There are also so many anecdotes by distinguished and reputable authors (e.g. Robert Graves' Goodbye to All That) where this dilemma arises, and surrendered and disarmed soldiers are reported as having been 'shot whilst trying to escape'.
It can be safely assumed that the killing of surrendering, or surrendered, troops in large numbers was commonplace on all of the fronts of the Great War.
Moreover, whilst the order 'Take no prisoners' may not have been officially sanctioned in any Great War army, it was certainly given verbally, and obeyed by many troops in all of them. The Germans definitely adopted the practice in the early days of the war and German newspaper reports confirmed it. The memoirs of German veterans (e.g. Ernst Junger, Storm of Steel, Penquin Classics) verified its widespread practice on the Western Front with approval. Many similar references can also be found in the British war literature and the memoirs of other allied servicemen.
Explainable, if not morally justifiable, as these things may be in the heat of action, it is something few servicemen that were present can have been proud of after due reflection at a much later date.
As they made preparations for war, based on their long gestated Schlieffen Plan for the invasion of France - via Belgium - and Russia, the German Kaiser, Wilhelm II, and the German High Command cannot have had any illusions that their plan was in clear violation of the Geneva and Hague Convention. Particularly so as Germany was a willing signatory.
This reckless and immoral action was the first in what proved to be a whole series of gambles by the German authorities. Others relevant to the committing of atrocities were:
- The German plan to sow terror amongst the civilian population to hasten the rapid conclusion of the fighting. From the outset of their invasion of Belgium and France the German Army adopted a punitive attitude to the civilian population that they claimed to be justified by the actions of franc tireurs, although this particular expression of civil resistance was specifically allowed by the Convention. Most independent observers, while admitting the Allied Press had exaggerated the number of incident and deaths, agreed that the German Army had committed atrocities on the civil population in both countries. Given the strict discipline that was the norm in the German Army, these transgressions must have been with the tacit, if not formal, approval of the German authorities.

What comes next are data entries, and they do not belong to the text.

//! Store configuration, read from `{data_dir}/store_config.json`.
//!
//! Missing or invalid files fall back to defaults; values out of range are
//! clamped with a warning.

use serde::{Deserialize, Serialize};
use std::path::{Path, PathBuf};

use crate::constants::DEFAULT_BACKUP_RETENTION;
use crate::storage::path_utils;
use crate::StoreResult;

#[derive(Debug, Clone, PartialEq, Serialize, Deserialize)]
#[serde(default)]
pub struct StoreConfig {
    /// SQLite file. Relative paths are resolved in the data dir.
    pub database_file: String,
    /// Name used for the autostart entry.
    pub app_name: String,
    /// When false the manager gets a no-op launcher.
    pub auto_launch_enabled: bool,
    /// Auto-backup directory. `None` means `{data_dir}/backups`.
    pub backup_dir: Option<String>,
    /// Auto-backups kept by cleanup.
    pub backup_retention: usize,
}

impl Default for StoreConfig {
    fn default() -> Self {
        Self {
            database_file: "settings.sqlite".to_string(),
            app_name: "settings-store".to_string(),
            auto_launch_enabled: true,
            backup_dir: None,
            backup_retention: DEFAULT_BACKUP_RETENTION,
        }
    }
}

impl StoreConfig {
    /// Load from `{data_dir}/store_config.json`.
    pub fn load() -> Self {
        Self::load_from(&path_utils::store_config_path())
    }

    /// Load from an explicit path. Returns defaults if the file is missing or invalid.
    pub fn load_from(path: &Path) -> Self {
        let mut config = match std::fs::read_to_string(path) {
            Ok(content) => serde_json::from_str(&content).unwrap_or_else(|e| {
                tracing::warn!(
                    path = %path.display(),
                    error = %e,
                    "Invalid store config, using defaults"
                );
                Self::default()
            }),
            Err(_) => Self::default(),
        };
        config.validate();
        config
    }

    /// Save to `{data_dir}/store_config.json`.
    pub fn save(&self) -> StoreResult<()> {
        self.save_to(&path_utils::store_config_path())
    }

    pub fn save_to(&self, path: &Path) -> StoreResult<()> {
        if let Some(parent) = path.parent() {
            std::fs::create_dir_all(parent)?;
        }
        std::fs::write(path, serde_json::to_string_pretty(self)?)?;
        Ok(())
    }

    pub fn database_path(&self) -> PathBuf {
        path_utils::resolve_in_data_dir(&self.database_file)
    }

    pub fn backup_dir(&self) -> PathBuf {
        match &self.backup_dir {
            Some(dir) => path_utils::resolve_in_data_dir(dir),
            None => path_utils::backups_dir(),
        }
    }

    fn validate(&mut self) {
        if self.database_file.trim().is_empty() {
            tracing::warn!(field = "database_file", "Empty, resetting to default");
            self.database_file = Self::default().database_file;
        }
        if self.app_name.trim().is_empty() {
            tracing::warn!(field = "app_name", "Empty, resetting to default");
            self.app_name = Self::default().app_name;
        }
        if self.backup_retention == 0 {
            tracing::warn!(field = "backup_retention", "Must be >= 1, using 1");
            self.backup_retention = 1;
        }
    }
}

- The large-scale use of toxic gas by the German Army against Allied troops in 1915 that was unprecedented and clearly forbidden in principle by the existing Conventions. As the German gas campaign only began eight months into the war, its development would have only been possible with the advance approval and support of the German authorities.

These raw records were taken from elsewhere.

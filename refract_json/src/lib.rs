//! Read-only JSON snapshots of traced scenes.

use refract::{Color, Ray, TraceConfig, TracePass, TraceStats};

use std::{rc::Rc, sync::Arc};

use core::ops::Deref;

pub use serde_json;

pub trait JsonSer {
    /// Serialize `self` into a JSON object.
    fn to_json(&self) -> serde_json::Value;
}

impl<T: JsonSer> JsonSer for [T] {
    fn to_json(&self) -> serde_json::Value {
        serde_json::Value::Array(Vec::from_iter(self.iter().map(T::to_json)))
    }
}

impl<const N: usize, T: JsonSer> JsonSer for [T; N] {
    fn to_json(&self) -> serde_json::Value {
        self.as_slice().to_json()
    }
}

// It's clear that all these impls use the `Deref` trait, but writing a blanket impl over all
// types implementing `Deref` makes the trait unusable downstream

impl<T: JsonSer + ?Sized> JsonSer for Box<T> {
    fn to_json(&self) -> serde_json::Value {
        self.deref().to_json()
    }
}

impl<T: JsonSer + ?Sized> JsonSer for Arc<T> {
    fn to_json(&self) -> serde_json::Value {
        self.deref().to_json()
    }
}

impl<T: JsonSer + ?Sized> JsonSer for Rc<T> {
    fn to_json(&self) -> serde_json::Value {
        self.deref().to_json()
    }
}

impl<T: JsonSer> JsonSer for Vec<T> {
    fn to_json(&self) -> serde_json::Value {
        self.deref().to_json()
    }
}

impl<'a, T: JsonSer + ?Sized> JsonSer for &'a T {
    fn to_json(&self) -> serde_json::Value {
        (*self).to_json()
    }
}

impl JsonSer for Color {
    fn to_json(&self) -> serde_json::Value {
        serde_json::json!({
            "rgb": self.rgb,
            "intensity": self.intensity,
        })
    }
}

impl JsonSer for Ray {
    /// The whole tree rooted at `self`. `end` is `null` for rays that were never propagated.
    fn to_json(&self) -> serde_json::Value {
        serde_json::json!({
            "origin": self.origin.as_slice(),
            "direction": self.dir.as_ref().as_slice(),
            "end": self.end.as_ref().map(|end| end.as_slice()),
            "color": self.color.to_json(),
            "children": self.children.to_json(),
        })
    }
}

impl JsonSer for TraceStats {
    fn to_json(&self) -> serde_json::Value {
        serde_json::json!({
            "nodes": self.nodes,
            "hits": self.hits,
            "escaped": self.escaped,
            "absorbed": self.absorbed,
            "pruned": self.pruned,
            "truncated": self.truncated,
            "faults": self.faults,
        })
    }
}

impl JsonSer for TracePass {
    fn to_json(&self) -> serde_json::Value {
        serde_json::json!({
            "warning": self.warning,
            "stats": self.stats.to_json(),
            "trees": self.trees.to_json(),
        })
    }
}

impl JsonSer for TraceConfig {
    fn to_json(&self) -> serde_json::Value {
        serde_json::json!({
            "half_width": self.half_width,
            "self_hit_eps_sq": self.self_hit_eps_sq,
            "min_intensity": self.min_intensity,
            "max_depth": self.max_depth,
        })
    }
}

/// A snapshot of a finished trace pass, along with the configuration it ran with.
pub fn serialize_trace(config: &TraceConfig, pass: &TracePass) -> serde_json::Value {
    serde_json::json!({
        "config": config.to_json(),
        "pass": pass.to_json(),
    })
}

#[cfg(test)]
mod tests {
    use super::*;
    use refract::{geometry::Vector, trace_pass, Contact, Emission, Optic, Patch, RaySource};

    /// Sends every ray straight back at `x = 10`.
    struct Wall;

    impl Optic for Wall {
        fn add_contacts(&self, ctx: &mut refract::CollisionCtx) {
            let probe = *ctx.probe();
            if probe.dir.x > 0. && probe.origin.x < 10. {
                let t = (10. - probe.origin.x) / probe.dir.x;
                ctx.add_contact(probe.at(t), Patch::Whole);
            }
        }

        fn return_ray(&self, ray: &Ray, contact: &Contact) -> refract::Result<Emission> {
            let mut emission = Emission::new();
            emission.push(ray.spawn(contact.point, -ray.dir, ray.color));
            Ok(emission)
        }
    }

    fn wall_pass(config: &TraceConfig) -> TracePass {
        let source = RaySource::new(Vector::zeros(), Vector::x(), Color::WHITE).unwrap();
        trace_pass(&[Wall], &[source], config).unwrap()
    }

    #[test]
    fn ray_trees_nest() {
        let json = wall_pass(&TraceConfig::default()).to_json();

        assert_eq!(json["warning"], false);
        assert_eq!(json["stats"]["hits"], 1);
        assert_eq!(json["stats"]["escaped"], 1);

        let root = &json["trees"][0][0];
        assert_eq!(root["origin"], serde_json::json!([0., 0.]));
        assert_eq!(root["end"], serde_json::json!([10., 0.]));
        assert_eq!(root["color"]["intensity"], 1.);

        let back = &root["children"][0];
        assert_eq!(back["direction"], serde_json::json!([-1., 0.]));
        assert_eq!(back["children"], serde_json::json!([]));
    }

    #[test]
    fn unpropagated_rays_have_no_end() {
        let ray = Ray::new([1., 2.], [0., 1.], Color::WHITE).unwrap();
        let json = ray.to_json();
        assert!(json["end"].is_null());
        assert_eq!(json["direction"], serde_json::json!([0., 1.]));
        assert_eq!(json["color"]["rgb"], serde_json::json!([1., 1., 1.]));
    }

    #[test]
    fn snapshots_hold_config_and_pass() {
        let config = TraceConfig::default().with_max_depth(None);
        let pass = wall_pass(&config);
        let json = serialize_trace(&config, &pass);

        assert!(json["config"]["max_depth"].is_null());
        assert_eq!(json["config"]["half_width"], config.half_width);
        assert_eq!(json["pass"], pass.to_json());
    }
}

- The German Navy's on-off Unrestricted Submarine Warfare campaign. The German authorities as part of their war strategy openly acknowledged this, although it was clearly in conflict with accepted Rules of the Sea. Consequently, the German merciless sinking of merchant ships, including those of Neutral countries, causing death and injury to civilians, was in clear breech of the Conventions and classifiable as atrocities.

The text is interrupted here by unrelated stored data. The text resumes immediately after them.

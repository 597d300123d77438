//! A 2D ray tracing kernel for optics simulations.
//!
//! Light sources emit rays, which are propagated through a scene of surfaces
//! (anything implementing [`Optic`]), bouncing and splitting at each hit,
//! into trees of rays.

pub use nalgebra;

pub mod collision;
pub mod edit;
pub mod error;
pub mod geometry;
pub mod ray;
pub mod scene;
pub mod source;
pub mod trace;

pub type Float = f64;

pub use collision::{resolve, CollisionCtx, Contact, Emission, Hit, Optic, Patch};
pub use edit::{Editable, Morph};
pub use error::{Error, Result};
pub use geometry::Vector;
pub use ray::{Color, Ray};
pub use scene::Scene;
pub use source::{Beam, Emitter, LightSource, PointLight, RaySource, MAX_RAYS};
pub use trace::{trace_pass, TraceConfig, TracePass, TraceStats, Tracer};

In the horrific world of the trenches, there is ample evidence that atrocities were committed by all the combattant Armies on all Fronts to a greater or lesser extent. Certainly, the heavier and more costly the fighting got, and as the situation grew more stressful and desperate, the greater was the likelihood of atrocities. Therefore, it would injudicious to claim that one group of servicemen in a particular battlefield consistently committed more atrocities than any other. However, as always, it is likely that it was the best fighting divisions with the better discipline that had the least number of atrocities marked down to them. And many atrocities were the work of poorly disciplined non-frontline servicemen.